* Aim of the task
Sort through the data and copy the lines holding the word "HttpEmbeddingProvider".

* The data
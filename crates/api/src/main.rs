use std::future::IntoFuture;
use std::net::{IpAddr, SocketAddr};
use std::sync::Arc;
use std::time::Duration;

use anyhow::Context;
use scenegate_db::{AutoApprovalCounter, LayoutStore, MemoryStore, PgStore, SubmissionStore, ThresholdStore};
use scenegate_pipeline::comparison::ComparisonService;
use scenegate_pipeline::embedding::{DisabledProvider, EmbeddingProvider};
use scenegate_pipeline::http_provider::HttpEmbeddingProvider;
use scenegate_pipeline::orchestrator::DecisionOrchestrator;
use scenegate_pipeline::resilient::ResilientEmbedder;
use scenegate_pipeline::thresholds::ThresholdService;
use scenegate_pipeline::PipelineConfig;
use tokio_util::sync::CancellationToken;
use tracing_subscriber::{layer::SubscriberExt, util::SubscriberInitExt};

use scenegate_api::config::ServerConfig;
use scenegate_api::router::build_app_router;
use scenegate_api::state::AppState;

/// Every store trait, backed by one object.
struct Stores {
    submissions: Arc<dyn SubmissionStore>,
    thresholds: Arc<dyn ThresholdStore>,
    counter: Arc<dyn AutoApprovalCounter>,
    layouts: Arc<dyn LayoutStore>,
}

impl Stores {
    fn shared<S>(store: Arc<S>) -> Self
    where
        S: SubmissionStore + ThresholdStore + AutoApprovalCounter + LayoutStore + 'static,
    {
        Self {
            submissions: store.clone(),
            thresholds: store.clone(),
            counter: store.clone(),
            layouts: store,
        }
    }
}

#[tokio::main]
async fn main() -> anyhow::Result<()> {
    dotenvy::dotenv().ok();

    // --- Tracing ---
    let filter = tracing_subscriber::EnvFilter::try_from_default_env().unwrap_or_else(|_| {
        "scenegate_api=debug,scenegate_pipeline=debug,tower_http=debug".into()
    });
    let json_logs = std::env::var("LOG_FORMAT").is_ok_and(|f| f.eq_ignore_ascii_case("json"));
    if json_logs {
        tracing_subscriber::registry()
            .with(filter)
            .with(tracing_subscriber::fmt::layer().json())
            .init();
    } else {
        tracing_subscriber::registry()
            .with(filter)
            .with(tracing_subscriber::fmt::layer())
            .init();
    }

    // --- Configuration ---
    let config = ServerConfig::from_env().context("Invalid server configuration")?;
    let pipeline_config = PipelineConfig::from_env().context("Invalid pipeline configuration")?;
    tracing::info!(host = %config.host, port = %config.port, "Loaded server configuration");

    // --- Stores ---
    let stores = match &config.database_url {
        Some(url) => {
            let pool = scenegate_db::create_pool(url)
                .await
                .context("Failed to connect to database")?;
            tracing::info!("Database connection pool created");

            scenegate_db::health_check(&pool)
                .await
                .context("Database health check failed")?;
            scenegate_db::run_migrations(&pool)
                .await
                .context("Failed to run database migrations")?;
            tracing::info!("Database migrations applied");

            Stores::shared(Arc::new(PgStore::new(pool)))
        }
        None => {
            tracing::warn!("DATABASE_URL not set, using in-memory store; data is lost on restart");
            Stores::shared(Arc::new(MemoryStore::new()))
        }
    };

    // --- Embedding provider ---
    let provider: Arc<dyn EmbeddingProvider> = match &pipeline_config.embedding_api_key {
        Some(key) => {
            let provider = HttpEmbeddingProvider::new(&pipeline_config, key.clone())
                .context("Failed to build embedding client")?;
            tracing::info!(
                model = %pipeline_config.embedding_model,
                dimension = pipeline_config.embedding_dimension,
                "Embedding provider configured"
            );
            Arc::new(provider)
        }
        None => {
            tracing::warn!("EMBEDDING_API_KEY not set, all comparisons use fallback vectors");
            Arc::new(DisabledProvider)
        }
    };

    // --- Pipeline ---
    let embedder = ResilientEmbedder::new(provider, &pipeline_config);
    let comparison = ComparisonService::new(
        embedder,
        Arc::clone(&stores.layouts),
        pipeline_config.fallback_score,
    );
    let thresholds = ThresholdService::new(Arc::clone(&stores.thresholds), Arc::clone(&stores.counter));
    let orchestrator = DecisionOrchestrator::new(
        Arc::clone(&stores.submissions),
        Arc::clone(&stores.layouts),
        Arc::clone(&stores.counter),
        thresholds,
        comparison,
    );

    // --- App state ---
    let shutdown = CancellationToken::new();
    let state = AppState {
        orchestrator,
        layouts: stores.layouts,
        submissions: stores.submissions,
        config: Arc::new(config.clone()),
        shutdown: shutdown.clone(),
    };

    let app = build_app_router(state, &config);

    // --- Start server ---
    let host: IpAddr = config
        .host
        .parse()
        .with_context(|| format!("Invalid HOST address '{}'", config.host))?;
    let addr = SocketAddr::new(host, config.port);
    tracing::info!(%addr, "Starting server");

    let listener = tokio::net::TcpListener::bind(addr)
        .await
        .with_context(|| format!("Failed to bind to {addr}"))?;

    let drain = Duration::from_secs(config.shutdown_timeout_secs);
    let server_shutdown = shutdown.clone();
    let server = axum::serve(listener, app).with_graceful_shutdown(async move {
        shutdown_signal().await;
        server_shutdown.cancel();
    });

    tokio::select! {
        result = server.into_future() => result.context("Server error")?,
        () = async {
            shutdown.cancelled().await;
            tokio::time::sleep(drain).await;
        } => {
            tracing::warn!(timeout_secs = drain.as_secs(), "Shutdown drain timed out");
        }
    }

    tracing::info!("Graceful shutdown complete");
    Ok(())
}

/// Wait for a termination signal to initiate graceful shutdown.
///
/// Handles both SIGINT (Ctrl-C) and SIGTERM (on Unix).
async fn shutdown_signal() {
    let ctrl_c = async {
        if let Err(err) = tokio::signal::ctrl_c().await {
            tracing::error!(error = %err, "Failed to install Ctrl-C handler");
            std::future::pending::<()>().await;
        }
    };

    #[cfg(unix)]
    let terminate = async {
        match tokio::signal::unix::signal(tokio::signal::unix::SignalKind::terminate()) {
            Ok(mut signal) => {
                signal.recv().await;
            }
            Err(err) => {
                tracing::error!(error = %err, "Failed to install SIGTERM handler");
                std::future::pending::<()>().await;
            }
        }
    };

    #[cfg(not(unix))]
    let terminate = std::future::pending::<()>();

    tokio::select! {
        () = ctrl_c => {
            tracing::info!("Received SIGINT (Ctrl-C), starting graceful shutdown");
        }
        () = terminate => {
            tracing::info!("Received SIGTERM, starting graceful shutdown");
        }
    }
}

* Response for this exercise
use scenegate_pipeline::http_provider::HttpEmbeddingProvider;
            let provider = HttpEmbeddingProvider::new(&pipeline_config, key.clone())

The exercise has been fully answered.